>>>>
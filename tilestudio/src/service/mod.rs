//! Process-wide tile service.
//!
//! [`TileService`] owns the shared statistics, error ledger, fetcher and
//! compositor, and resolves request ids through a [`Catalog`]. One instance
//! is created at startup and shared by `Arc` with every request handler.

use std::fmt;
use std::sync::Arc;

use bytes::Bytes;
use thiserror::Error;
use tracing::debug;

use crate::backend::{Catalog, TileHandle};
use crate::compose::{
    ComposeError, Compositor, StaticImage, DEFAULT_JPEG_QUALITY, DEFAULT_WORKERS,
};
use crate::fetch::{
    FetchError, FetchOptions, FetchPolicy, TileFetcher, TileReply, DEFAULT_CACHE_MAX_AGE,
    DEFAULT_GRID_MAX_AGE,
};
use crate::inspect;
use crate::ledger::{ErrorLedger, DEFAULT_LEDGER_CAPACITY};
use crate::request::{
    parse_bbox_path, parse_center_path, parse_data_path, DataPath, RequestError, TileFormat,
    DEFAULT_PIXEL_LIMIT,
};
use crate::stats::StatsTracker;

/// Tunables for the serving pipeline.
#[derive(Debug, Clone, Copy, PartialEq, Eq)]
pub struct ServiceConfig {
    /// `max-age` for tiles, in seconds.
    pub cache_max_age: u64,
    /// `max-age` for UTFGrids, in seconds.
    pub grid_max_age: u64,
    /// Maximum output pixels of a static export.
    pub pixel_limit: u64,
    /// Concurrent tile fetches per static export.
    pub workers: usize,
    /// JPEG quality for static exports that name none.
    pub jpeg_quality: u8,
    /// Error ledger entries kept per style.
    pub ledger_capacity: usize,
}

impl Default for ServiceConfig {
    fn default() -> Self {
        Self {
            cache_max_age: DEFAULT_CACHE_MAX_AGE,
            grid_max_age: DEFAULT_GRID_MAX_AGE,
            pixel_limit: DEFAULT_PIXEL_LIMIT,
            workers: DEFAULT_WORKERS,
            jpeg_quality: DEFAULT_JPEG_QUALITY,
            ledger_capacity: DEFAULT_LEDGER_CAPACITY,
        }
    }
}

impl ServiceConfig {
    pub fn with_cache_max_age(mut self, secs: u64) -> Self {
        self.cache_max_age = secs;
        self
    }

    pub fn with_grid_max_age(mut self, secs: u64) -> Self {
        self.grid_max_age = secs;
        self
    }

    pub fn with_pixel_limit(mut self, limit: u64) -> Self {
        self.pixel_limit = limit;
        self
    }

    pub fn with_workers(mut self, workers: usize) -> Self {
        self.workers = workers;
        self
    }

    pub fn with_jpeg_quality(mut self, quality: u8) -> Self {
        self.jpeg_quality = quality;
        self
    }

    pub fn with_ledger_capacity(mut self, capacity: usize) -> Self {
        self.ledger_capacity = capacity;
        self
    }
}

/// Which kind of handle a route addresses.
#[derive(Debug, Clone, Copy, PartialEq, Eq)]
pub enum HandleKind {
    Style,
    Source,
}

impl fmt::Display for HandleKind {
    fn fmt(&self, f: &mut fmt::Formatter<'_>) -> fmt::Result {
        match self {
            HandleKind::Style => f.write_str("Style"),
            HandleKind::Source => f.write_str("Source"),
        }
    }
}

/// Errors surfaced to the HTTP layer.
#[derive(Debug, Clone, PartialEq, Eq, Error)]
pub enum ServiceError {
    #[error(transparent)]
    Request(#[from] RequestError),

    #[error(transparent)]
    Fetch(#[from] FetchError),

    #[error(transparent)]
    Compose(#[from] ComposeError),

    #[error("{kind} {id} not found")]
    NotFound { kind: HandleKind, id: String },

    #[error("Missing id parameter")]
    MissingId,
}

impl ServiceError {
    pub fn code(&self) -> &'static str {
        match self {
            ServiceError::Request(e) => e.code(),
            ServiceError::Fetch(e) => e.code(),
            ServiceError::Compose(e) => e.code(),
            ServiceError::NotFound { .. } => "ENOTFOUND",
            ServiceError::MissingId => "EINVALID",
        }
    }

    /// Whether the client should retry the identical request.
    pub fn is_not_ready(&self) -> bool {
        matches!(
            self,
            ServiceError::Fetch(FetchError::NotReady)
                | ServiceError::Compose(ComposeError::NotReady)
        )
    }

    /// Encoded error ledger, when this failure updated it.
    pub fn errors_cookie(&self) -> Option<&str> {
        match self {
            ServiceError::Fetch(e) => e.errors_cookie(),
            _ => None,
        }
    }
}

/// Shared serving state.
pub struct TileService {
    catalog: Arc<dyn Catalog>,
    stats: Arc<StatsTracker>,
    ledger: Arc<ErrorLedger>,
    fetcher: TileFetcher,
    compositor: Compositor,
    config: ServiceConfig,
}

impl TileService {
    pub fn new(catalog: Arc<dyn Catalog>, config: ServiceConfig) -> Self {
        let stats = Arc::new(StatsTracker::new());
        let ledger = Arc::new(ErrorLedger::new(config.ledger_capacity));
        let fetcher = TileFetcher::new(
            Arc::clone(&stats),
            Arc::clone(&ledger),
            FetchPolicy {
                cache_max_age: config.cache_max_age,
                grid_max_age: config.grid_max_age,
            },
        );
        let compositor = Compositor::new(config.workers, config.jpeg_quality);

        Self {
            catalog,
            stats,
            ledger,
            fetcher,
            compositor,
            config,
        }
    }

    pub fn stats(&self) -> &Arc<StatsTracker> {
        &self.stats
    }

    pub fn ledger(&self) -> &Arc<ErrorLedger> {
        &self.ledger
    }

    pub fn config(&self) -> &ServiceConfig {
        &self.config
    }

    /// Looks up the style or source named by a request's `id`.
    pub fn resolve(&self, kind: HandleKind, id: Option<&str>) -> Result<TileHandle, ServiceError> {
        let id = id.filter(|id| !id.is_empty()).ok_or(ServiceError::MissingId)?;
        let handle = match kind {
            HandleKind::Style => self.catalog.style(id).map(TileHandle::Style),
            HandleKind::Source => self.catalog.source(id).map(TileHandle::Source),
        };
        handle.ok_or_else(|| ServiceError::NotFound {
            kind,
            id: id.to_string(),
        })
    }

    /// Serves a tile, grid or inspect path under a style or source.
    pub async fn data(
        &self,
        kind: HandleKind,
        id: Option<&str>,
        path: &str,
        options: FetchOptions,
    ) -> Result<TileReply, ServiceError> {
        let handle = self.resolve(kind, id)?;

        match parse_data_path(path)? {
            DataPath::Tile(coord) => Ok(self.fetcher.fetch(&handle, coord, options).await?),
            DataPath::Inspect(request) => {
                let features = inspect::inspect(&handle, request).await?;
                let body = serde_json::to_vec(&features).map_err(|e| FetchError::Render {
                    message: e.to_string(),
                    errors: None,
                })?;
                Ok(TileReply {
                    body: Bytes::from(body),
                    headers: vec![(
                        "content-type".to_string(),
                        TileFormat::Json.content_type().to_string(),
                    )],
                    cookies: Vec::new(),
                })
            }
        }
    }

    /// Composes a center or bounding-box static export for a style.
    pub async fn static_map(
        &self,
        id: Option<&str>,
        path: &str,
    ) -> Result<StaticImage, ServiceError> {
        let handle = self.resolve(HandleKind::Style, id)?;
        let path = path.trim_start_matches('/');

        let request = if is_center_path(path) {
            parse_center_path(path, self.config.pixel_limit)?
        } else {
            parse_bbox_path(path, self.config.pixel_limit)?
        };
        debug!(id = handle.id(), path, "Static map requested");

        let backend = Arc::clone(handle.select(TileFormat::Png));
        let image = self
            .compositor
            .compose(&request, handle.name(), |coord| backend.get_tile(coord))
            .await?;
        Ok(image)
    }
}

/// Center paths carry `z,lon,lat` in their first segment; bbox paths `z`.
fn is_center_path(path: &str) -> bool {
    path.split('/').next().is_some_and(|first| first.contains(','))
}

#[cfg(test)]
mod tests {
    use super::*;
    use crate::backend::tests::MockBackend;
    use crate::backend::{BackendError, MemoryCatalog, SourceHandle, StyleHandle};
    use crate::stats::Metric;

    fn service_with(style: Arc<MockBackend>, source: Arc<MockBackend>) -> TileService {
        let catalog = MemoryCatalog::new();
        let source = Arc::new(SourceHandle::new("tmsource://src", source));
        catalog.insert_style(Arc::new(StyleHandle::new(
            "tmstyle://style",
            "Style",
            style,
            source,
        )));
        TileService::new(Arc::new(catalog), ServiceConfig::default())
    }

    fn service() -> TileService {
        service_with(
            Arc::new(MockBackend::ok(b"raster")),
            Arc::new(MockBackend::ok(b"vector")),
        )
    }

    #[test]
    fn test_resolve_errors() {
        let service = service();

        assert_eq!(
            service.resolve(HandleKind::Style, None).unwrap_err(),
            ServiceError::MissingId
        );
        assert_eq!(
            service.resolve(HandleKind::Style, Some("")).unwrap_err(),
            ServiceError::MissingId
        );
        let err = service
            .resolve(HandleKind::Source, Some("tmsource://nope"))
            .unwrap_err();
        assert_eq!(err.code(), "ENOTFOUND");
        assert_eq!(err.to_string(), "Source tmsource://nope not found");
    }

    #[test]
    fn test_resolve_style_and_its_source() {
        let service = service();
        assert!(service
            .resolve(HandleKind::Style, Some("tmstyle://style"))
            .is_ok());
        assert!(service
            .resolve(HandleKind::Source, Some("tmsource://src"))
            .is_ok());
    }

    #[tokio::test]
    async fn test_data_dispatches_tiles_and_vector_passthrough() {
        let service = service();
        let id = Some("tmstyle://style");

        let png = service
            .data(HandleKind::Style, id, "/1/0/0.png", FetchOptions::default())
            .await
            .unwrap();
        assert_eq!(png.body.as_ref(), b"raster");

        let pbf = service
            .data(HandleKind::Style, id, "/1/0/0.vector.pbf", FetchOptions::default())
            .await
            .unwrap();
        assert_eq!(pbf.body.as_ref(), b"vector");
        assert_eq!(pbf.header("content-encoding"), Some("deflate"));
    }

    #[tokio::test]
    async fn test_data_inspect() {
        let service = service();
        let reply = service
            .data(
                HandleKind::Style,
                Some("tmstyle://style"),
                "/3,10.5,20.25.json",
                FetchOptions::default(),
            )
            .await
            .unwrap();
        assert_eq!(reply.header("content-type"), Some("application/json"));
        assert_eq!(reply.body.as_ref(), b"{}");
    }

    #[tokio::test]
    async fn test_data_invalid_path() {
        let service = service();
        let err = service
            .data(
                HandleKind::Style,
                Some("tmstyle://style"),
                "/2/9/0.png",
                FetchOptions::default(),
            )
            .await
            .unwrap_err();
        assert_eq!(err.code(), "EINVALID");
    }

    #[tokio::test]
    async fn test_not_ready_is_flagged() {
        let service = service_with(
            Arc::new(MockBackend::new(Err(BackendError::NotReady))),
            Arc::new(MockBackend::ok(b"")),
        );
        let err = service
            .data(
                HandleKind::Style,
                Some("tmstyle://style"),
                "/0/0/0.png",
                FetchOptions::default(),
            )
            .await
            .unwrap_err();
        assert!(err.is_not_ready());
        assert!(service
            .stats()
            .snapshot("tmstyle://style", Metric::DrawTime)
            .is_empty());
    }

    #[tokio::test]
    async fn test_render_error_carries_cookie() {
        let service = service_with(
            Arc::new(MockBackend::new(Err(BackendError::Failed("oops".into())))),
            Arc::new(MockBackend::ok(b"")),
        );
        let err = service
            .data(
                HandleKind::Style,
                Some("tmstyle://style"),
                "/0/0/0.png",
                FetchOptions::default(),
            )
            .await
            .unwrap_err();
        assert_eq!(err.errors_cookie(), Some("oops"));
        assert_eq!(service.ledger().messages("tmstyle://style"), vec!["oops"]);
    }

    #[tokio::test]
    async fn test_static_limit_exceeded_before_fetch() {
        let style = Arc::new(MockBackend::ok(b"raster"));
        let catalog = MemoryCatalog::new();
        catalog.insert_style(Arc::new(StyleHandle::new(
            "tmstyle://style",
            "Style",
            style.clone(),
            Arc::new(SourceHandle::new("src", Arc::new(MockBackend::ok(b"")))),
        )));
        let service = TileService::new(
            Arc::new(catalog),
            ServiceConfig::default().with_pixel_limit(20_000),
        );

        let err = service
            .static_map(Some("tmstyle://style"), "/10,0,0/20000x20000@1x.png")
            .await
            .unwrap_err();

        assert_eq!(err.code(), "ELIMIT");
        assert_eq!(style.calls(), 0);
    }

    #[test]
    fn test_center_path_detection() {
        assert!(is_center_path("5,10.0,20.0/100x100.png"));
        assert!(!is_center_path("5/-10,-10,10,10.png"));
    }
}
<<<<
Beginning with the line containing "use crate::stats::Metric;" in the material above, copy every line exactly until you have copied the line containing "let reply = service".

    use crate::stats::Metric;

    fn service_with(style: Arc<MockBackend>, source: Arc<MockBackend>) -> TileService {
        let catalog = MemoryCatalog::new();
        let source = Arc::new(SourceHandle::new("tmsource://src", source));
        catalog.insert_style(Arc::new(StyleHandle::new(
            "tmstyle://style",
            "Style",
            style,
            source,
        )));
        TileService::new(Arc::new(catalog), ServiceConfig::default())
    }

    fn service() -> TileService {
        service_with(
            Arc::new(MockBackend::ok(b"raster")),
            Arc::new(MockBackend::ok(b"vector")),
        )
    }

    #[test]
    fn test_resolve_errors() {
        let service = service();

        assert_eq!(
            service.resolve(HandleKind::Style, None).unwrap_err(),
            ServiceError::MissingId
        );
        assert_eq!(
            service.resolve(HandleKind::Style, Some("")).unwrap_err(),
            ServiceError::MissingId
        );
        let err = service
            .resolve(HandleKind::Source, Some("tmsource://nope"))
            .unwrap_err();
        assert_eq!(err.code(), "ENOTFOUND");
        assert_eq!(err.to_string(), "Source tmsource://nope not found");
    }

    #[test]
    fn test_resolve_style_and_its_source() {
        let service = service();
        assert!(service
            .resolve(HandleKind::Style, Some("tmstyle://style"))
            .is_ok());
        assert!(service
            .resolve(HandleKind::Source, Some("tmsource://src"))
            .is_ok());
    }

    #[tokio::test]
    async fn test_data_dispatches_tiles_and_vector_passthrough() {
        let service = service();
        let id = Some("tmstyle://style");

        let png = service
            .data(HandleKind::Style, id, "/1/0/0.png", FetchOptions::default())
            .await
            .unwrap();
        assert_eq!(png.body.as_ref(), b"raster");

        let pbf = service
            .data(HandleKind::Style, id, "/1/0/0.vector.pbf", FetchOptions::default())
            .await
            .unwrap();
        assert_eq!(pbf.body.as_ref(), b"vector");
        assert_eq!(pbf.header("content-encoding"), Some("deflate"));
    }

    #[tokio::test]
    async fn test_data_inspect() {
        let service = service();
        let reply = service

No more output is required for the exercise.